A five-year hospital audit showed PACS use leads to sustained improvements in productivity and reporting times, according to a recent U.K. study.
A five-year hospital audit showed PACS use leads to sustained improvements in productivity and reporting times, according to a recent U.K. study.
In the three years following PACS installation in 2003, reporting times were found to have decreased by 25% and productivity improved by 18% at St. George's Hospital NHS Trust in London (Clin Radiol 2008;63(7):796-804).
"These improvements are felt to reflect the efficiencies and cultural change that accompanied PACS and digital dictation," said Dr. Andrew D. Mackinnon, a clinical research fellow at St. George's.
PACS circumvents many of the rate-limiting factors involved in the production of a radiology report, resulting in significantly improved turnaround and productivity, Mackinnon said.

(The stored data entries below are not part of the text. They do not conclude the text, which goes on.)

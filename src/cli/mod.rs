//! CLI module for docbridge
//!
//! Provides command-line interface for:
//! - init: Write a starter configuration and create the storage root
//! - serve: Boot the gateway and serve HTTP until interrupted

mod args;
mod commands;
mod errors;
mod io;

pub use args::{Cli, Command};
pub use commands::{init, run, run_command, serve};
pub use errors::{CliError, CliErrorCode, CliResult};
pub use io::write_response;
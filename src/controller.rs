use crate::client::SearchClient;
use crate::error::SearchError;
use crate::form::FormData;
use crate::markup::parse_line;
use crate::models::{QueryParameters, SearchResponse, SearchResult};
use crate::table::{Cell, ResultsTable, Row};

/// Connects a search form to the backend and paints the answer into a table.
///
/// Both collaborators are handed in at construction; the controller keeps no
/// state of its own between submissions; whatever the table shows is derived
/// from the last response rendered.
pub struct FormController<T: ResultsTable> {
    client: SearchClient,
    table: T,
}

impl<T: ResultsTable> FormController<T> {
    pub fn new(client: SearchClient, table: T) -> Self {
        Self { client, table }
    }

    pub fn table(&self) -> &T {
        &self.table
    }

    pub fn into_table(self) -> T {
        self.table
    }

    /// Handles one form submission. On failure the table keeps its previous
    /// content and the error is handed back to the caller.
    pub async fn on_submit(&mut self, form: &FormData) -> Result<(), SearchError> {
        let params = QueryParameters::from_form(form);
        tracing::info!(query = %params.query, page = %params.page, limit = %params.limit, "search submitted");

        let results = self.client.search(&params).await.inspect_err(|e| {
            tracing::error!("search failed, error: {:#}", e);
        })?;
        self.render(&results);
        Ok(())
    }

    /// Replaces the table content with `results`: a summary row, then a
    /// range row and a text row per result.
    pub fn render(&mut self, results: &SearchResponse) {
        self.table.clear();

        let mut index = 0;
        add_row(&mut self.table, index, summary_cell(results));
        index += 1;

        for result in &results.search_results {
            add_row(&mut self.table, index, range_cell(result));
            index += 1;
            add_row(&mut self.table, index, lines_cell(result));
            index += 1;
        }
        tracing::debug!(rows = index, "rendered search results");
    }
}

/// Inserts a single-cell row at `index`.
pub fn add_row<T: ResultsTable + ?Sized>(table: &mut T, index: usize, content: Cell) {
    table.insert_row(index, Row::single(content));
}

fn summary_cell(results: &SearchResponse) -> Cell {
    Cell::text(format!("Total results: {}", results.total_quantity))
        .push_break()
        .push_text(format!("Page results: {}", results.page_quantity))
}

fn range_cell(result: &SearchResult) -> Cell {
    Cell::text(format!("Lines: {} to {}", result.from_line, result.to_line))
}

fn lines_cell(result: &SearchResult) -> Cell {
    result
        .lines_text
        .iter()
        .fold(Cell::new(), |cell, line| cell.push_inlines(parse_line(line)).push_break())
}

The improvements were sustained over a three-year period, in spite of a 30% increase in patient episodes. The total number of plain and specialist film studies performed annually increased from 138,000 in 2002 to just over 180,000 in 2006. Expansion of radiology staff (32 to 37) during this period was modest.
"Prior to PACS, productivity was decreasing and reporting times were stable or increasing," Mackinnon said.
Both deteriorating trends were reversed after PACS installation, he said.
Reporting time was defined as the time taken from patient registration to report availability, and productivity was the number of reports issued per full-time radiologist per month. Both were studied for two years pre- and three years post-PACS. Mean reporting time was calculated for plain radiographs and for CT, MRI, ultrasound, and nuclear medicine.
Mean reporting times for plain radiographs improved under PACS by 26% (from 6.8 days to five days), and specialty modalities improved by 24% (4.1 days to 3.1 days), according to the study.
The present study is the largest of its kind, addressing global reporting performance over a five-year period, Mackinnon said. Contrast fluoroscopy and interventional studies were not included in the analysis, however.
"These are often performed by trainee radiologists or trained radiographers and then reported with a senior radiologist, so it was felt that reporting times on these should be addressed in a separate audit," he said.
Mackinnon plans next to re-audit the department following implementation of a voice recognition system.
"With the introduction of voice recognition, further reduction in the number of steps can be anticipated, although caution is needed here, as there are reports that voice recognition may reduce an individual radiologist's productivity," he said.